When I was teaching my wife to quilt it was a trying experience for a newly married couple to endure. She was very interested in learning. She had picked her fabric and her pattern and was ready to go. I reviewed the instructions prior to her starting. I noted that there was no trimming or pressing instructions included within the pattern. I suggested she trim her Half-Square Triangles after certain steps. She said if it was important it would be included. Well, when it was time to start putting blocks together, she was a bit frustrated when things didn’t go together quite right. For her next quilt she realized the value in trimming and pressing.
Here I present some tips to help you trim and press better.
- Use the right ruler for the job. One of my favorites is a 6″ x 14″. Line the edge of the ruler with the points, which should provide a 1/4″ seam allowance.
- The other #1 tip is to always be sure to use a sharp blade. The Olfa Deluxe rotary cutter is one of my favorite and super safe if you have little ones in the house. It always closes.
- Pressing is very important, and it is a two-step process. Press once, with the piece flat, to set the stitches in the seam.
- Then open the HST and press the piece open. Here I chose to press toward the dark side. It helps the allowance to not show through quite as much. BTW, I love my OlisoPro Iron. It is great for quilters as it will stay on for 30 minutes.
- Just like chain piecing, I like to “chain” press.

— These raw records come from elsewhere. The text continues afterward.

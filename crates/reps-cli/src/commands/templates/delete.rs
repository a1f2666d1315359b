use crate::app::AppContext;
use crate::cli::DeleteArgs;
use crate::errors::record_not_found;
use crate::helpers::confirm;
use crate::ui::{badge, print, Badge, OutputMode};

pub fn handle_delete(ctx: &AppContext, args: &DeleteArgs) -> anyhow::Result<()> {
    let journal = ctx.journal()?;
    let template = journal
        .templates()
        .get_by_id(&args.id)
        .ok_or_else(|| record_not_found("Template", &args.id, "reps templates list"))?;

    let ui_ctx = ctx.ui_context(false);

    if !confirm(&format!("Delete template '{}'?", template.name), args.force)? {
        if !ctx.quiet() {
            match ui_ctx.mode {
                OutputMode::Pretty => print(&ui_ctx, &badge(&ui_ctx, Badge::Info, "Cancelled")),
                OutputMode::Plain | OutputMode::Json => println!("status=cancelled"),
            }
        }
        return Ok(());
    }

    journal.templates().delete(&template.id)?;

    if !ctx.quiet() {
        match ui_ctx.mode {
            OutputMode::Pretty => {
                print(
                    &ui_ctx,
                    &badge(
                        &ui_ctx,
                        Badge::Ok,
                        &format!("Deleted template '{}'", template.name),
                    ),
                );
            }
            OutputMode::Plain | OutputMode::Json => {
                println!("status=ok");
                println!("deleted={}", template.id);
            }
        }
    }
    Ok(())
}
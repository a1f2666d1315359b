use reps_core::records::NewSession;
use reps_core::storage::WorkoutExercise;

use crate::app::AppContext;
use crate::cli::LogArgs;
use crate::helpers::{parse_datetime, parse_exercise_specs, parse_feeling, parse_movement_type};
use crate::output::print_json;
use crate::ui::theme::{styled, styles};
use crate::ui::{badge, blank_line, format_datetime, hint, print, Badge, OutputMode};

pub fn handle_log(ctx: &AppContext, args: &LogArgs) -> anyhow::Result<()> {
    let movement_type = parse_movement_type(&args.movement_type)?;
    let feeling = parse_feeling(&args.feeling)?;

    let mut new_session = NewSession::new(movement_type, feeling);
    if let Some(ref label) = args.label {
        new_session = new_session.with_label(label);
    }
    if let Some(ref note) = args.note {
        new_session = new_session.with_note(note);
    }
    if !args.exercise.is_empty() {
        let details: Vec<WorkoutExercise> = parse_exercise_specs(&args.exercise)?
            .into_iter()
            .map(WorkoutExercise::from)
            .collect();
        new_session = new_session.with_workout_details(details);
    }
    if let Some(ref value) = args.date {
        new_session = new_session.with_date(parse_datetime(value)?);
    }

    let session = ctx.journal()?.sessions().create(new_session)?;

    if args.json {
        return print_json(&session);
    }
    if ctx.quiet() {
        return Ok(());
    }

    let ui_ctx = ctx.ui_context(false);
    match ui_ctx.mode {
        OutputMode::Pretty => {
            print(
                &ui_ctx,
                &badge(
                    &ui_ctx,
                    Badge::Ok,
                    &format!("Logged {} {}", session.movement_type.icon(), session.label),
                ),
            );
            let context = format!(
                "Felt {}  \u{00B7}  {}  \u{00B7}  ID: {}",
                session.feeling.label().to_lowercase(),
                format_datetime(&session.date, true),
                session.id
            );
            println!("{}", styled(&context, styles::dim(), ui_ctx.color));
            blank_line(&ui_ctx);
            print(&ui_ctx, &hint(&ui_ctx, "reps sessions list  \u{00B7}  reps stats"));
        }
        OutputMode::Plain | OutputMode::Json => {
            println!("status=ok");
            println!("session_id={}", session.id);
            println!("type={}", session.movement_type);
            println!("feeling={}", session.feeling);
            println!("date={}", format_datetime(&session.date, false));
        }
    }
    Ok(())
}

- Trimming as you go is a key to success. Here I am using a 6 1/2″ square ruler. The 45-degree line is a quilter’s best friend when it comes to squaring-up quilt units.
- When trimming 3-triangle units or Quarter-Square Triangle units, you need to use the measurements within ruler, along with the 45-degree line of the ruler. Notice how the 2 1/2″ mark is centered in the block along with the 45-degree mark is aligned with the diagonal seam.
- Flip the unit and use the same 2 1/2″ marking to square up the unit.
- While the trimmings don’t seem like much, they can add up. Imagine the extra bulk that would have been added to my finished product if this had not been trimmed away. But the extra effort paid off with blocks that fit together nicely in the finished product that will be unveiled in a future post.